#### Task item:
Write out exactly the lines of the entries below, from the first through the line containing "columns.dedup();", and nothing beyond them.
[Study material]
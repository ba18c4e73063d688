//! Backbone route construction.
//!
//! Manhattan-style: out of the sending repeater onto the source chip's
//! horizontal bus, along the row to each target column, then down or up
//! a vertical bus to the target row. Chip-boundary crossings insert the
//! chip coordinate the route checker demands, which in turn pins the
//! east/west (or north/south) continuation bus. Every move goes through
//! `L1Route::append`, so an illegal step surfaces immediately and only
//! costs the targets behind it.

use std::collections::BTreeSet;

use rand::rngs::StdRng;
use rand::seq::SliceRandom;
use rand::SeedableRng;
use tracing::{debug, trace};

use wafermap_chip::{
    crossbar_vlines, ChipOnWafer, HLine, L1Route, Segment, VLine,
};
use wafermap_hal::ResourceManager;

use crate::config::L1RoutingOptions;
use crate::results::L1RouteItem;
use crate::routing::vline_usage::VLineUsage;
use crate::routing::{BusUsage, RouteTask};

/// Build routes for one task, Manhattan-style.
///
/// Returns the established routes and the targets that could not be
/// reached.
pub fn build(
    task: &RouteTask,
    mgr: &ResourceManager,
    options: &L1RoutingOptions,
    buses: &mut BusUsage,
    vline_usage: &mut VLineUsage,
) -> (Vec<L1RouteItem>, BTreeSet<ChipOnWafer>) {
    let source_chip = task.source.chip;
    let hline = task.source.merger.sending_repeater().hline();

    let mut routes = Vec::new();
    let mut unreachable = BTreeSet::new();

    let base = L1Route::from_segments(vec![
        Segment::Chip(source_chip),
        Segment::DncMerger(task.source.merger),
        Segment::HLine(hline),
    ])
    .expect("merger onto its sending-repeater bus is always legal");

    if !buses.claim_h(source_chip, hline) {
        // Another route runs over our sending repeater's bus.
        unreachable.extend(task.targets.iter().copied());
        return (routes, unreachable);
    }

    // Columns west of the source, nearest first, then east; the vertical
    // branch handles each column's targets nearest-row first.
    let mut columns: Vec<u8> = task.targets.iter().map(|chip| chip.x).collect();
    columns.sort_unstable();
    columns.dedup();
    columns.sort_by_key(|x| (x.abs_diff(source_chip.x), *x));

    // Per direction, the trunk grown so far.
    let mut west = DirectionalTrunk::new(base.clone(), source_chip, hline);
    let mut east = DirectionalTrunk::new(base, source_chip, hline);

    for column in columns {
        let trunk = if column <= source_chip.x { &mut west } else { &mut east };
        if !trunk.advance_to(column, mgr, buses) {
            for target in task.targets.iter().filter(|chip| chip.x == column) {
                unreachable.insert(*target);
            }
            continue;
        }

        let mut rows: Vec<u8> =
            task.targets.iter().filter(|chip| chip.x == column).map(|chip| chip.y).collect();
        rows.sort_by_key(|y| (y.abs_diff(source_chip.y), *y));

        for row in rows {
            let target = ChipOnWafer::new(column, row);
            match branch_to(trunk, target, mgr, options, buses) {
                Some(route) => {
                    let vline = route.iter().rev().find_map(|segment| match segment {
                        Segment::VLine(v) => Some(*v),
                        _ => None,
                    });
                    if let Some(vline) = vline {
                        vline_usage.increment(target, vline);
                    }
                    trace!(%target, "backbone route established");
                    routes.push(L1RouteItem {
                        source: task.source,
                        projections: task.projections.clone(),
                        route,
                    });
                }
                None => {
                    debug!(%target, "backbone target unreachable");
                    unreachable.insert(target);
                }
            }
        }
    }

    (routes, unreachable)
}

/// The horizontal trunk grown in one direction from the source.
struct DirectionalTrunk {
    route: L1Route,
    chip: ChipOnWafer,
    hline: HLine,
    blocked: bool,
}

impl DirectionalTrunk {
    fn new(route: L1Route, chip: ChipOnWafer, hline: HLine) -> Self {
        Self { route, chip, hline, blocked: false }
    }

    /// Extend the trunk to `column`; the trunk only ever moves away from
    /// the source, so prior columns are already covered.
    fn advance_to(&mut self, column: u8, mgr: &ResourceManager, buses: &mut BusUsage) -> bool {
        if self.blocked {
            return self.chip.x == column;
        }
        while self.chip.x != column {
            let next = if column < self.chip.x { self.chip.west() } else { self.chip.east() };
            let Some(next) = next else {
                self.blocked = true;
                return false;
            };
            if !mgr.has(next) {
                self.blocked = true;
                return false;
            }
            let continuation =
                if column < self.chip.x { self.hline.west() } else { self.hline.east() };
            if !buses.claim_h(next, continuation) {
                self.blocked = true;
                return false;
            }
            self.route
                .append_with_chip(next, continuation)
                .expect("horizontal continuation follows the checker's own rule");
            self.chip = next;
            self.hline = continuation;
        }
        true
    }
}

/// Branch from the trunk at the target's column down/up to the target
/// row, ending on a vertical bus of the target chip.
fn branch_to(
    trunk: &DirectionalTrunk,
    target: ChipOnWafer,
    mgr: &ResourceManager,
    options: &L1RoutingOptions,
    buses: &mut BusUsage,
) -> Option<L1Route> {
    if trunk.chip.x != target.x {
        return None;
    }

    let mut candidates: Vec<VLine> = crossbar_vlines(trunk.hline).collect();
    if options.shuffle_switches {
        // Deterministic shuffle: wear evens out across runs of different
        // branch chips while identical inputs keep identical routes.
        let seed = u64::from(trunk.chip.id()) << 8 | u64::from(trunk.hline.index());
        candidates.shuffle(&mut StdRng::seed_from_u64(seed));
    }

    'candidates: for vline in candidates {
        let mut route = trunk.route.clone();
        if route.append(vline).is_err() {
            continue;
        }
        let mut claims = vec![(trunk.chip, vline)];
        let mut chip = trunk.chip;
        let mut current = vline;
        if buses.is_vline_claimed(chip, current) {
            continue;
        }

        while chip.y != target.y {
            let (next, continuation) = if target.y > chip.y {
                (chip.south(), current.south())
            } else {
                (chip.north(), current.north())
            };
            let Some(next) = next else {
                continue 'candidates;
            };
            if !mgr.has(next) || buses.is_vline_claimed(next, continuation) {
                continue 'candidates;
            }
            if route.append_with_chip(next, continuation).is_err() {
                continue 'candidates;
            }
            claims.push((next, continuation));
            chip = next;
            current = continuation;
        }

        for (chip, vline) in claims {
            buses.claim_v(chip, vline);
        }
        return Some(route);
    }

    None
}
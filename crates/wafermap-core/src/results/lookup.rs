//! Reverse mapping between hardware addresses and biological neurons.
//!
//! Interpreting recorded events needs the placement map inverted: a spike
//! arrives as (chip, merger, address) and has to be attributed to a
//! `(population, neuron)` pair. The table is built once at the end of
//! placement and travels with the results.

use std::collections::BTreeMap;

use serde::{Deserialize, Serialize};

use wafermap_bio::BioNeuron;
use wafermap_chip::DenmemOnWafer;

use super::placement::{L1AddressOnWafer, Placement};

/// Reverse lookup: hardware event address ↔ biological neuron ↔ denmems.
#[derive(Debug, Clone, Default, PartialEq, Serialize, Deserialize)]
#[serde(deny_unknown_fields)]
pub struct LookupTable {
    #[serde(with = "crate::util::map_as_pairs")]
    hw_to_bio: BTreeMap<L1AddressOnWafer, BioNeuron>,
    #[serde(with = "crate::util::map_as_pairs")]
    bio_to_hw: BTreeMap<BioNeuron, Vec<L1AddressOnWafer>>,
    #[serde(with = "crate::util::map_as_pairs")]
    bio_to_denmems: BTreeMap<BioNeuron, Vec<DenmemOnWafer>>,
}

impl LookupTable {
    /// Build the table from the forward placement.
    #[must_use]
    pub fn build(placement: &Placement) -> Self {
        let mut table = Self::default();
        for item in placement.items() {
            if let Some(address) = item.address {
                table.hw_to_bio.insert(address, item.bio);
                table.bio_to_hw.entry(item.bio).or_default().push(address);
            }
            let denmems = item.logical.denmems();
            if !denmems.is_empty() {
                table.bio_to_denmems.entry(item.bio).or_default().extend(denmems);
            }
        }
        table
    }

    /// The biological neuron behind a hardware address.
    #[must_use]
    pub fn bio(&self, address: L1AddressOnWafer) -> Option<BioNeuron> {
        self.hw_to_bio.get(&address).copied()
    }

    /// All hardware addresses of a biological neuron.
    #[must_use]
    pub fn addresses(&self, bio: BioNeuron) -> &[L1AddressOnWafer] {
        self.bio_to_hw.get(&bio).map_or(&[], Vec::as_slice)
    }

    /// All denmems of a biological neuron.
    #[must_use]
    pub fn denmems(&self, bio: BioNeuron) -> &[DenmemOnWafer] {
        self.bio_to_denmems.get(&bio).map_or(&[], Vec::as_slice)
    }

    /// Number of address entries.
    #[must_use]
    pub fn len(&self) -> usize {
        self.hw_to_bio.len()
    }

    /// Whether the table is empty.
    #[must_use]
    pub fn is_empty(&self) -> bool {
        self.hw_to_bio.is_empty()
    }
}

#[cfg(test)]
mod tests {
    use super::*;
    use crate::results::placement::LogicalNeuron;
    use wafermap_bio::PopulationId;
    use wafermap_chip::{
        ChipOnWafer, DncMerger, DncMergerOnWafer, L1Address, NeuronBlockOnChip, NeuronBlockOnWafer,
    };

    #[test]
    fn round_trips_through_the_table() {
        let mut placement = Placement::default();
        let bio = BioNeuron::new(PopulationId(2), 5);
        let logical = LogicalNeuron::on_chip(
            NeuronBlockOnWafer {
                chip: ChipOnWafer::new(0, 0),
                block: NeuronBlockOnChip::new(0),
            },
            0,
            1,
        );
        placement.add(bio, logical);
        let address = L1AddressOnWafer {
            merger: DncMergerOnWafer {
                chip: ChipOnWafer::new(0, 0),
                merger: DncMerger::new(0),
            },
            address: L1Address::new(17),
        };
        placement.set_address(&logical, address);

        let table = LookupTable::build(&placement);
        assert_eq!(table.bio(address), Some(bio));
        assert_eq!(table.addresses(bio), &[address]);
        assert_eq!(table.denmems(bio).len(), 2);
    }
}
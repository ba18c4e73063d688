//! Placement stages: neurons onto denmems, merger routing, addresses and
//! external inputs.

pub mod address;
pub mod input;
pub mod merger;
pub mod neurons;

pub use address::{L1AddressAssignment, L1AddressPool, MergerUse, ADDRESSES_PER_MERGER};
pub use input::{InputPlacement, MAX_RATE_CHIP, MAX_RATE_FPGA};
pub use merger::{MergerRouting, MergerRoutingResult, WaferL1AddressAssignment};
pub use neurons::{NeuronPlacer, OnNeuronBlock};
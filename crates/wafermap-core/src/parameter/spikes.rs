//! Input spike materialisation.
//!
//! Source populations turn into concrete hardware spike trains on the
//! gbit links of the chips they were placed on. Spike-source arrays
//! replay their stored trains compressed by the speedup; Poisson sources
//! are drawn deterministically from a seed derived from the DNC merger
//! index, so identical runs replay identical noise.

use rand::rngs::StdRng;
use rand::{Rng, SeedableRng};
use tracing::debug;

use wafermap_bio::{BioGraph, BioNeuron, CellParameters};
use wafermap_chip::{ChipOnWafer, DncMerger, DncMergerOnWafer};
use wafermap_hal::{ChipDescriptor, Spike};

use crate::config::MapperConfig;
use crate::error::Result;
use crate::results::Results;

/// Seed stride between the per-merger random streams.
const MERGER_SEED_STRIDE: u64 = 209_823;

/// Emit the spike trains of every source placed on `chip`.
///
/// Returns the biological spike times per source neuron for the results
/// container.
///
/// # Errors
///
/// Graph lookups only; generation itself cannot fail.
pub fn spike_input(
    graph: &BioGraph,
    config: &MapperConfig,
    chip: ChipOnWafer,
    descriptor: &mut ChipDescriptor,
    results: &Results,
) -> Result<Vec<(BioNeuron, Vec<f64>)>> {
    let mut recorded = Vec::new();

    for merger in DncMerger::iter_all() {
        let on_wafer = DncMergerOnWafer { chip, merger };
        let mut rng = StdRng::seed_from_u64(u64::from(merger.index()) * MERGER_SEED_STRIDE);
        let mut spikes: Vec<Spike> = Vec::new();

        for item in results.placement.find_merger(on_wafer) {
            let population = graph.population(item.bio.population)?;
            if !population.is_source() {
                continue;
            }
            let address =
                item.address.expect("find_merger only yields items with addresses").address;

            let bio_times: Vec<f64> = match &population.parameters {
                CellParameters::SpikeSourceArray(cells) => {
                    cells[item.bio.neuron_index].spike_times.clone()
                }
                CellParameters::SpikeSourcePoisson(cells) => {
                    let cell = &cells[item.bio.neuron_index];
                    poisson_train(&mut rng, cell.rate, cell.start, cell.duration)
                }
                _ => continue,
            };

            for &t_bio in &bio_times {
                spikes.push(Spike {
                    address,
                    time: t_bio / config.speedup + config.experiment_time_offset,
                });
            }
            recorded.push((item.bio, bio_times));
        }

        if !spikes.is_empty() {
            spikes.sort_by(|a, b| a.time.partial_cmp(&b.time).unwrap());
            debug!(%chip, %merger, count = spikes.len(), "input spikes queued");
            descriptor.send_spikes(merger.gbit_link(), spikes);
        }
    }

    Ok(recorded)
}

/// A Poisson spike train over `[start, start + duration)` in biological
/// seconds.
fn poisson_train(rng: &mut StdRng, rate_hz: f64, start: f64, duration: f64) -> Vec<f64> {
    let mut times = Vec::new();
    if rate_hz <= 0.0 || duration <= 0.0 {
        return times;
    }
    let mut t = start;
    loop {
        let u: f64 = rng.gen_range(f64::EPSILON..1.0);
        t += -u.ln() / rate_hz;
        if t >= start + duration {
            return times;
        }
        times.push(t);
    }
}

#[cfg(test)]
mod tests {
    use super::*;

    #[test]
    fn poisson_trains_are_reproducible() {
        let mut a = StdRng::seed_from_u64(42);
        let mut b = StdRng::seed_from_u64(42);
        let train_a = poisson_train(&mut a, 100.0, 0.0, 1.0);
        let train_b = poisson_train(&mut b, 100.0, 0.0, 1.0);
        assert_eq!(train_a, train_b);
        assert!(!train_a.is_empty());
        assert!(train_a.windows(2).all(|w| w[0] < w[1]));
        assert!(train_a.iter().all(|&t| (0.0..1.0).contains(&t)));
    }

    #[test]
    fn empty_trains_for_degenerate_parameters() {
        let mut rng = StdRng::seed_from_u64(0);
        assert!(poisson_train(&mut rng, 0.0, 0.0, 1.0).is_empty());
        assert!(poisson_train(&mut rng, 10.0, 0.0, 0.0).is_empty());
    }
}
[/Study material]
#### Response to this task:
repository ba18c4e73063d688
//! Backbone route construction.
//!
//! Manhattan-style: out of the sending repeater onto the source chip's
//! horizontal bus, along the row to each target column, then down or up
//! a vertical bus to the target row. Chip-boundary crossings insert the
//! chip coordinate the route checker demands, which in turn pins the
//! east/west (or north/south) continuation bus. Every move goes through
//! `L1Route::append`, so an illegal step surfaces immediately and only
//! costs the targets behind it.

use std::collections::BTreeSet;

use rand::rngs::StdRng;
use rand::seq::SliceRandom;
use rand::SeedableRng;
use tracing::{debug, trace};

use wafermap_chip::{
    crossbar_vlines, ChipOnWafer, HLine, L1Route, Segment, VLine,
};
use wafermap_hal::ResourceManager;

use crate::config::L1RoutingOptions;
use crate::results::L1RouteItem;
use crate::routing::vline_usage::VLineUsage;
use crate::routing::{BusUsage, RouteTask};

/// Build routes for one task, Manhattan-style.
///
/// Returns the established routes and the targets that could not be
/// reached.
pub fn build(
    task: &RouteTask,
    mgr: &ResourceManager,
    options: &L1RoutingOptions,
    buses: &mut BusUsage,
    vline_usage: &mut VLineUsage,
) -> (Vec<L1RouteItem>, BTreeSet<ChipOnWafer>) {
    let source_chip = task.source.chip;
    let hline = task.source.merger.sending_repeater().hline();

    let mut routes = Vec::new();
    let mut unreachable = BTreeSet::new();

    let base = L1Route::from_segments(vec![
        Segment::Chip(source_chip),
        Segment::DncMerger(task.source.merger),
        Segment::HLine(hline),
    ])
    .expect("merger onto its sending-repeater bus is always legal");

    if !buses.claim_h(source_chip, hline) {
        // Another route runs over our sending repeater's bus.
        unreachable.extend(task.targets.iter().copied());
        return (routes, unreachable);
    }

    // Columns west of the source, nearest first, then east; the vertical
    // branch handles each column's targets nearest-row first.
    let mut columns: Vec<u8> = task.targets.iter().map(|chip| chip.x).collect();
    columns.sort_unstable();
    columns.dedup();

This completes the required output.